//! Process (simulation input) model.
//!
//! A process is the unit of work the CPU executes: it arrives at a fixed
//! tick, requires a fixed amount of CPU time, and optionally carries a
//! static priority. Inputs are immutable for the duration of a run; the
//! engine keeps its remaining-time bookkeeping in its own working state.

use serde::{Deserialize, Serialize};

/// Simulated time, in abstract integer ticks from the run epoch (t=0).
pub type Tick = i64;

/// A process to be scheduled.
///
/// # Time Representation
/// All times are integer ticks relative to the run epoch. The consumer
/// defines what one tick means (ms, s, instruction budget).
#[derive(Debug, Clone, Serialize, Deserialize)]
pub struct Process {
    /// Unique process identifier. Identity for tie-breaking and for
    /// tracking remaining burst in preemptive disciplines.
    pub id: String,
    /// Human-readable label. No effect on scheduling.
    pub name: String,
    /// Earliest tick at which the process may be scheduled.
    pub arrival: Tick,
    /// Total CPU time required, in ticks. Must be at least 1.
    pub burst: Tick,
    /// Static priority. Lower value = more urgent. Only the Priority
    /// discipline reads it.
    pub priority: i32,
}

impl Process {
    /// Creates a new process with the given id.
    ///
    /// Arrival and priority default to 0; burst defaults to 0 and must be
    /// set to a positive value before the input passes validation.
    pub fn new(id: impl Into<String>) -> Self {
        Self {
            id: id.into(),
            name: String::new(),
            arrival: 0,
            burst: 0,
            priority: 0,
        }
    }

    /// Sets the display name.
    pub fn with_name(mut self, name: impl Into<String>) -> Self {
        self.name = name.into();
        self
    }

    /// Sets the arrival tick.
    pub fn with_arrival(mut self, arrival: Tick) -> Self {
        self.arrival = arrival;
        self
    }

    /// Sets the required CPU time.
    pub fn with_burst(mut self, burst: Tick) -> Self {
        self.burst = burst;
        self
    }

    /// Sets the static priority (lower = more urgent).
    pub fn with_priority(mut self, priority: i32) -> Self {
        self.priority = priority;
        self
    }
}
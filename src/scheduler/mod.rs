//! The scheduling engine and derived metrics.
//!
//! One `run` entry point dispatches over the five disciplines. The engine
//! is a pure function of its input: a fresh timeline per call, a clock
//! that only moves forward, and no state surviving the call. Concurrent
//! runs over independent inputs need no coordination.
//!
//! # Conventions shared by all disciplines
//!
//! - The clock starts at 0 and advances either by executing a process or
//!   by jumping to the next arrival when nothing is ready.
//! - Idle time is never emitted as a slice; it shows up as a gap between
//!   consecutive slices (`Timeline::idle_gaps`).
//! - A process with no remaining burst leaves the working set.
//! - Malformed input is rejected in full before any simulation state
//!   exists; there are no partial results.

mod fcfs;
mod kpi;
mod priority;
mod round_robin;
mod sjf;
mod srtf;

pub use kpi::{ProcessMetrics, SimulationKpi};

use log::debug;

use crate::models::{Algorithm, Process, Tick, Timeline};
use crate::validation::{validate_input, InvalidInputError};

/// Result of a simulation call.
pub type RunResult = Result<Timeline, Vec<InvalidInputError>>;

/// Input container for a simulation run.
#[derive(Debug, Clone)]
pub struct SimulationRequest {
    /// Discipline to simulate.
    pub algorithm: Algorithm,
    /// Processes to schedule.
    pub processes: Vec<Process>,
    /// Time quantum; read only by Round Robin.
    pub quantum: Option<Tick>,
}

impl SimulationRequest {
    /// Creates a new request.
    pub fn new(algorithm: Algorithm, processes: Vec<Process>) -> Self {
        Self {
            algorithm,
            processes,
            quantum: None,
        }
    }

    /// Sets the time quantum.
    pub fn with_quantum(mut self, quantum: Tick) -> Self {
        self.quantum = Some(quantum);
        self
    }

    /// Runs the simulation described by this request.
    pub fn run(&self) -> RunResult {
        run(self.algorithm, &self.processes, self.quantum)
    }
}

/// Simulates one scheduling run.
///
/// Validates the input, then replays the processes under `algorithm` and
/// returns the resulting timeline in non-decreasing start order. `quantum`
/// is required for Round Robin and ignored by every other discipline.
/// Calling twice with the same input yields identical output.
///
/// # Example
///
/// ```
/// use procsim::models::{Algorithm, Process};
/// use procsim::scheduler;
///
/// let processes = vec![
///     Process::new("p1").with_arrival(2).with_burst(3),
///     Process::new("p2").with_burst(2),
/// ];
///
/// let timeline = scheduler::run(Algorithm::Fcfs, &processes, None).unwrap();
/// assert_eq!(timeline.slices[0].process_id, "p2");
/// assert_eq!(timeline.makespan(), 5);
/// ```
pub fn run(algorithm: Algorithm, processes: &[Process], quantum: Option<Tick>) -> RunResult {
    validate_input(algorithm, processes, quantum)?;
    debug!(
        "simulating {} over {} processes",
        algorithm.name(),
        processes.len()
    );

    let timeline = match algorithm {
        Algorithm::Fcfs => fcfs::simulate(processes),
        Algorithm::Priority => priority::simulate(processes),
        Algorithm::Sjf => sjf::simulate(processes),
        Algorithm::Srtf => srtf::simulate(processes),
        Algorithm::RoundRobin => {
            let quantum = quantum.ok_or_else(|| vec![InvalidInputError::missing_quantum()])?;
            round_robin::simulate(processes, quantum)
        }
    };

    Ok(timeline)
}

**WORK ORDER**
Reproduce exactly the lines from the beginning of the entries above up to and including the line that contains "required CPU time.".

**ANSWER**
//! Process (simulation input) model.
//!
//! A process is the unit of work the CPU executes: it arrives at a fixed
//! tick, requires a fixed amount of CPU time, and optionally carries a
//! static priority. Inputs are immutable for the duration of a run; the
//! engine keeps its remaining-time bookkeeping in its own working state.

use serde::{Deserialize, Serialize};

/// Simulated time, in abstract integer ticks from the run epoch (t=0).
pub type Tick = i64;

/// A process to be scheduled.
///
/// # Time Representation
/// All times are integer ticks relative to the run epoch. The consumer
/// defines what one tick means (ms, s, instruction budget).
#[derive(Debug, Clone, Serialize, Deserialize)]
pub struct Process {
    /// Unique process identifier. Identity for tie-breaking and for
    /// tracking remaining burst in preemptive disciplines.
    pub id: String,
    /// Human-readable label. No effect on scheduling.
    pub name: String,
    /// Earliest tick at which the process may be scheduled.
    pub arrival: Tick,
    /// Total CPU time required, in ticks. Must be at least 1.
    pub burst: Tick,
    /// Static priority. Lower value = more urgent. Only the Priority
    /// discipline reads it.
    pub priority: i32,
}

impl Process {
    /// Creates a new process with the given id.
    ///
    /// Arrival and priority default to 0; burst defaults to 0 and must be
    /// set to a positive value before the input passes validation.
    pub fn new(id: impl Into<String>) -> Self {
        Self {
            id: id.into(),
            name: String::new(),
            arrival: 0,
            burst: 0,
            priority: 0,
        }
    }

    /// Sets the display name.
    pub fn with_name(mut self, name: impl Into<String>) -> Self {
        self.name = name.into();
        self
    }

    /// Sets the arrival tick.
    pub fn with_arrival(mut self, arrival: Tick) -> Self {
        self.arrival = arrival;
        self
    }

    /// Sets the required CPU time.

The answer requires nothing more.